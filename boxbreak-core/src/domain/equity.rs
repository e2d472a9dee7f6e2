//! Equity curve sample.

use chrono::NaiveDateTime;
use serde::{Deserialize, Serialize};

/// One point of the equity curve, appended once per bar in bar order.
///
/// `balance` is realized balance only (no mark-to-market of the open
/// position); `in_position` reflects the position state after the bar's
/// exit check and before its entry evaluation.
#[derive(Debug, Clone, Copy, PartialEq, Serialize, Deserialize)]
pub struct EquitySample {
    pub time: NaiveDateTime,
    pub balance: f64,
    pub in_position: bool,
}
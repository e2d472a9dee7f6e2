//! Replay loop benchmark on a synthetic random walk.

use boxbreak_core::config::ParameterSet;
use boxbreak_core::domain::{Bar, BarSeries};
use boxbreak_core::engine::run;
use chrono::NaiveDate;
use criterion::{black_box, criterion_group, criterion_main, Criterion};
use rand::rngs::StdRng;
use rand::{Rng, SeedableRng};

fn make_series(n: usize, seed: u64) -> BarSeries {
    let mut rng = StdRng::seed_from_u64(seed);
    let base = NaiveDate::from_ymd_opt(2024, 1, 2)
        .unwrap()
        .and_hms_opt(0, 0, 0)
        .unwrap();
    let mut close = 15_000.0_f64;
    let bars: Vec<Bar> = (0..n)
        .map(|i| {
            let open = close;
            close = (close + rng.gen_range(-12.0..12.0)).max(1_000.0);
            let high = open.max(close) + rng.gen_range(0.0..5.0);
            let low = open.min(close) - rng.gen_range(0.0..5.0);
            Bar {
                time: base + chrono::Duration::minutes(i as i64),
                open,
                high,
                low,
                close,
                volume: rng.gen_range(500.0..5_000.0),
            }
        })
        .collect();
    BarSeries::new(bars).expect("synthetic series is valid")
}

fn bench_replay(c: &mut Criterion) {
    let series = make_series(10_000, 42);
    let full = ParameterSet {
        breakout_threshold: 0.005,
        ..ParameterSet::default()
    };
    let bare = ParameterSet {
        breakout_threshold: 0.005,
        ..ParameterSet::unfiltered()
    };

    c.bench_function("replay_10k_bars_all_filters", |b| {
        b.iter(|| run(black_box(&series), black_box(&full)))
    });
    c.bench_function("replay_10k_bars_unfiltered", |b| {
        b.iter(|| run(black_box(&series), black_box(&bare)))
    });
}

criterion_group!(benches, bench_replay);
criterion_main!(benches);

----------------------------------------

#### PROBLEM DETAILS
The complete listing above is to be output again exactly.

#### RESULT OF THE EXERCISE
filename boxbreak-core/src/domain/equity.rs
repository e2d472a9dee7f6e2
//! Equity curve sample.

use chrono::NaiveDateTime;
use serde::{Deserialize, Serialize};

/// One point of the equity curve, appended once per bar in bar order.
///
/// `balance` is realized balance only (no mark-to-market of the open
/// position); `in_position` reflects the position state after the bar's
/// exit check and before its entry evaluation.
#[derive(Debug, Clone, Copy, PartialEq, Serialize, Deserialize)]
pub struct EquitySample {
    pub time: NaiveDateTime,
    pub balance: f64,
    pub in_position: bool,
}
repository e2d472a9dee7f6e2
//! Replay loop benchmark on a synthetic random walk.

use boxbreak_core::config::ParameterSet;
use boxbreak_core::domain::{Bar, BarSeries};
use boxbreak_core::engine::run;
use chrono::NaiveDate;
use criterion::{black_box, criterion_group, criterion_main, Criterion};
use rand::rngs::StdRng;
use rand::{Rng, SeedableRng};

fn make_series(n: usize, seed: u64) -> BarSeries {
    let mut rng = StdRng::seed_from_u64(seed);
    let base = NaiveDate::from_ymd_opt(2024, 1, 2)
        .unwrap()
        .and_hms_opt(0, 0, 0)
        .unwrap();
    let mut close = 15_000.0_f64;
    let bars: Vec<Bar> = (0..n)
        .map(|i| {
            let open = close;
            close = (close + rng.gen_range(-12.0..12.0)).max(1_000.0);
            let high = open.max(close) + rng.gen_range(0.0..5.0);
            let low = open.min(close) - rng.gen_range(0.0..5.0);
            Bar {
                time: base + chrono::Duration::minutes(i as i64),
                open,
                high,
                low,
                close,
                volume: rng.gen_range(500.0..5_000.0),
            }
        })
        .collect();
    BarSeries::new(bars).expect("synthetic series is valid")
}

fn bench_replay(c: &mut Criterion) {
    let series = make_series(10_000, 42);
    let full = ParameterSet {
        breakout_threshold: 0.005,
        ..ParameterSet::default()
    };
    let bare = ParameterSet {
        breakout_threshold: 0.005,
        ..ParameterSet::unfiltered()
    };

    c.bench_function("replay_10k_bars_all_filters", |b| {
        b.iter(|| run(black_box(&series), black_box(&full)))
    });
    c.bench_function("replay_10k_bars_unfiltered", |b| {
        b.iter(|| run(black_box(&series), black_box(&bare)))
    });
}

criterion_group!(benches, bench_replay);
criterion_main!(benches);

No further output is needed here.